Alberto Viña nos trae una nueva columna semanal sobre la exteriorización del enfado. Apuntes desde Alcorcón: enfadarse
Se preguntaba en una columna Leila Guerriero hace unas semanas que cuántas toneladas de mindfulness y autoayuda habíamos tragado para que le veamos el lado bueno a todo. Ella era más tajante, en realidad: “por qué hemos engendrado esa maníaca necesidad de encontrarle a todo una enseñanza”.
La pandemia -me prometí no empezar nunca una frase así, pero aquí estamos- quizá haya hecho que tratemos de centrar nuestros esfuerzos en lo que vale la pena. Cada uno de nosotros piensa que es digna de su atención una cosa distinta. Algunos habremos querido cambiar, mejorar. Habremos tintado de rosa los cristales de nuestras gafas. Pero la vida, sus zancadillas y desquicios siguen estando ahí. No hicieron un confinamiento, pero se quedaron esperándonos. Y a veces no es suficiente con no prestarles atención o buscarles el lado bueno.
Por eso yo defiendo la existencia del derecho a enfadarse. Lo defiendo y animo a que se regule y se ejerza más a menudo. Dicen que debemos contar hasta diez despacio para calmarnos cuando estemos a las puertas de un enfado. Nada de eso. Un gran camino alternativo igual de válido es mirar arriba, pasear la punta de la lengua por la zona baja de la boca y soltar después un improperio. No será el consejo más presentable y digno que os vayan a dar esta semana, pero desde luego sí es el que más os va a reconfortar a partir de ahora.
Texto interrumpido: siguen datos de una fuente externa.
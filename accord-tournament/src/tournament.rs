//! Tournament scheduling - rotation, dispatch, and scoring
//!
//! Job generation is a nested repetition x scenario x rotation loop. A
//! persistent competitor order is rotated by one position after every
//! repetition; within one (repetition, scenario) pair the pool is
//! shuffled once and every pool member centers exactly once. Jobs are
//! independent units dispatched serially or across a bounded worker
//! pool; a failing job is logged and excluded, never fatal.

use std::fs;
use std::panic::{catch_unwind, AssertUnwindSafe};
use std::path::{Path, PathBuf};

use anyhow::Context;
use chrono::Utc;
use rand::seq::SliceRandom;
use rand::{Rng, SeedableRng};
use rand_chacha::ChaCha8Rng;
use rayon::prelude::*;
use rustc_hash::FxHashMap;
use serde::{Deserialize, Serialize};
use tracing::{info, warn};

use accord_core::{ParamMap, Registry, Scenario, ScenarioSpec};

use crate::assign::{assign_scenario, AssignedScenario, Competitor};
use crate::config::{RunParams, TournamentOptions};
use crate::error::TournamentError;
use crate::score::{ScoreRecord, SessionInfo, TournamentResults};
use crate::session::{run_assigned, SessionResult};

/// Provenance of one scheduled session
struct JobMeta {
    scenario_name: String,
    repetition: usize,
    rotation: usize,
    scenario_index: usize,
    center: Competitor,
    /// Edges in thread order; the flag marks fill-in participants
    edge_info: Vec<(Competitor, bool)>,
    nedges_counted: usize,
    output: Option<PathBuf>,
    seed: u64,
}

/// One scheduled session: assignment plus provenance. Created per
/// scheduling pass, consumed by exactly one worker.
struct Job {
    meta: JobMeta,
    assigned: AssignedScenario,
}

/// A full tournament definition
pub struct Tournament {
    competitors: Vec<Competitor>,
    scenarios: Vec<Scenario>,
    run_params: RunParams,
}

impl std::fmt::Debug for Tournament {
    fn fmt(&self, f: &mut std::fmt::Formatter<'_>) -> std::fmt::Result {
        f.debug_struct("Tournament")
            .field("competitors", &self.competitors)
            .field(
                "scenarios",
                &self.scenarios.iter().map(|s| s.name()).collect::<Vec<_>>(),
            )
            .field("run_params", &self.run_params)
            .finish()
    }
}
Enfadarse y mostrarlo tampoco es para tanto.
Para enfadarse no hay más reglas que una: hay que saber hacerlo. Hay que enfadarse bien. Mejor dicho: hay que saber por qué enfadarse. Todavía existen vivencias de las que aprender y a las que buscarles el lado bueno. Yo esto no me lo aplico demasiado bien. Consejos vendo que para mí no tengo. Con lo de Djokovic y su poquísima vergüenza en Australia me molesté lo justo para no parecer un desalmado. Me da mucha más rabia, por ejemplo, que vengan los dos enfermos de siempre al mismo bar que nosotros y que nos ganen a algún pobre amigo mío y a mí sin despeinarse al futbolín.
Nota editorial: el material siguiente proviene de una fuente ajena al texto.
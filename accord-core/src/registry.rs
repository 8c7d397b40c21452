//! Strategy registry - stable names mapped to negotiator factories
//!
//! Competitors are referred to by type name in descriptors; plugins
//! register a factory under that name at startup. Lookup of an unknown
//! name is an explicit error, never reflective resolution.

use std::collections::BTreeMap;
use std::sync::Arc;

use rustc_hash::FxHashMap;

use crate::error::CoreError;
use crate::negotiator::{Negotiator, RandomNegotiator, TimeConceder};

/// Parameter map handed to a strategy factory.
///
/// Ordered keys keep serialized forms and identity hashes stable.
pub type ParamMap = BTreeMap<String, serde_json::Value>;

/// Builds a negotiator from a parameter map
pub type NegotiatorFactory =
    Arc<dyn Fn(&ParamMap) -> anyhow::Result<Box<dyn Negotiator>> + Send + Sync>;

fn param_f64(params: &ParamMap, key: &str) -> Option<f64> {
    params.get(key).and_then(serde_json::Value::as_f64)
}

/// Registry mapping strategy names to factories
#[derive(Clone, Default)]
pub struct Registry {
    factories: FxHashMap<String, NegotiatorFactory>,
}

impl Registry {
    pub fn new() -> Self {
        Self::default()
    }

    /// Registry preloaded with the built-in strategies
    pub fn with_builtins() -> Self {
        let mut registry = Self::new();
        registry.register("boulware", |params: &ParamMap| {
            let exponent = param_f64(params, "exponent").unwrap_or(4.0);
            Ok(Box::new(TimeConceder::with_exponent(exponent)) as Box<dyn Negotiator>)
        });
        registry.register("linear", |params: &ParamMap| {
            let exponent = param_f64(params, "exponent").unwrap_or(1.0);
            Ok(Box::new(TimeConceder::with_exponent(exponent)) as Box<dyn Negotiator>)
        });
        registry.register("conceder", |params: &ParamMap| {
            let exponent = param_f64(params, "exponent").unwrap_or(0.25);
            Ok(Box::new(TimeConceder::with_exponent(exponent)) as Box<dyn Negotiator>)
        });
        registry.register("random", |params: &ParamMap| {
            let p_end = param_f64(params, "p_end").unwrap_or(0.0005);
            let p_reject = param_f64(params, "p_reject").unwrap_or(0.9);
            Ok(Box::new(RandomNegotiator::new(p_end, p_reject)) as Box<dyn Negotiator>)
        });
        registry
    }

    pub fn register(
        &mut self,
        name: impl Into<String>,
        factory: impl Fn(&ParamMap) -> anyhow::Result<Box<dyn Negotiator>> + Send + Sync + 'static,
    ) {
        self.factories.insert(name.into(), Arc::new(factory));
    }

    pub fn contains(&self, name: &str) -> bool {
        self.factories.contains_key(name)
    }

    /// Registered names, sorted for stable listings
    pub fn names(&self) -> Vec<&str> {
        let mut names: Vec<&str> = self.factories.keys().map(String::as_str).collect();
        names.sort_unstable();
        names
    }

    /// Instantiate a strategy by name.
    pub fn create(&self, name: &str, params: &ParamMap) -> anyhow::Result<Box<dyn Negotiator>> {
        let factory = self
            .factories
            .get(name)
            .ok_or_else(|| CoreError::NotRegistered(name.to_string()))?;
        factory(params)
    }
}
El enfado es una bolsa de patatas fritas: si empiezas hay que saber parar. El “yo controlo” y el “lo dejo cuando quiera” deben ser realidades tangibles, no suposiciones volátiles. Hay un punto intermedio entre el rostro relajado y el ceño totalmente fruncido que funciona a las mil maravillas. Eso es lo que hay que conseguir. Enfadarse con estilo. Con clase. Es un arte, al fin y al cabo. En él nadie sufre salvo uno mismo. La clave es hacerlo soportable. Una buena manera de lograrlo es buscarse motivos de enfados basados en trivialidades. Igual no estáis nada de acuerdo con esta columna y os estoy enfadando. Si es así, ya tenéis vuestra primera trivialidad.
Esa es la conclusión más aplicable que he sacado de estos años. Que enfadarse suele estar mejor de lo que parece, que merece más la pena de lo que pensamos. Que no todo tiene un lado bueno ni una enseñanza que extraer. Si no os he convencido del todo, hacedlo por Leila Guerriero entonces. No la enfademos. Eso sí que no merece la pena jamás.